╭──
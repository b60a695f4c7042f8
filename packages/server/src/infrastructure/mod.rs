//! Infrastructure layer: concrete collaborators behind the domain interfaces.

pub mod bus;
pub mod dto;
pub mod repository;
pub mod transport;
╰──
◆ **Exercise**
Would you copy the data exactly as shown above?

◆ **Answer space**
repository b60a695f4c7042f8
filename packages/server/src/infrastructure/mod.rs
//! Infrastructure layer: concrete collaborators behind the domain interfaces.

pub mod bus;
pub mod dto;
pub mod repository;
pub mod transport;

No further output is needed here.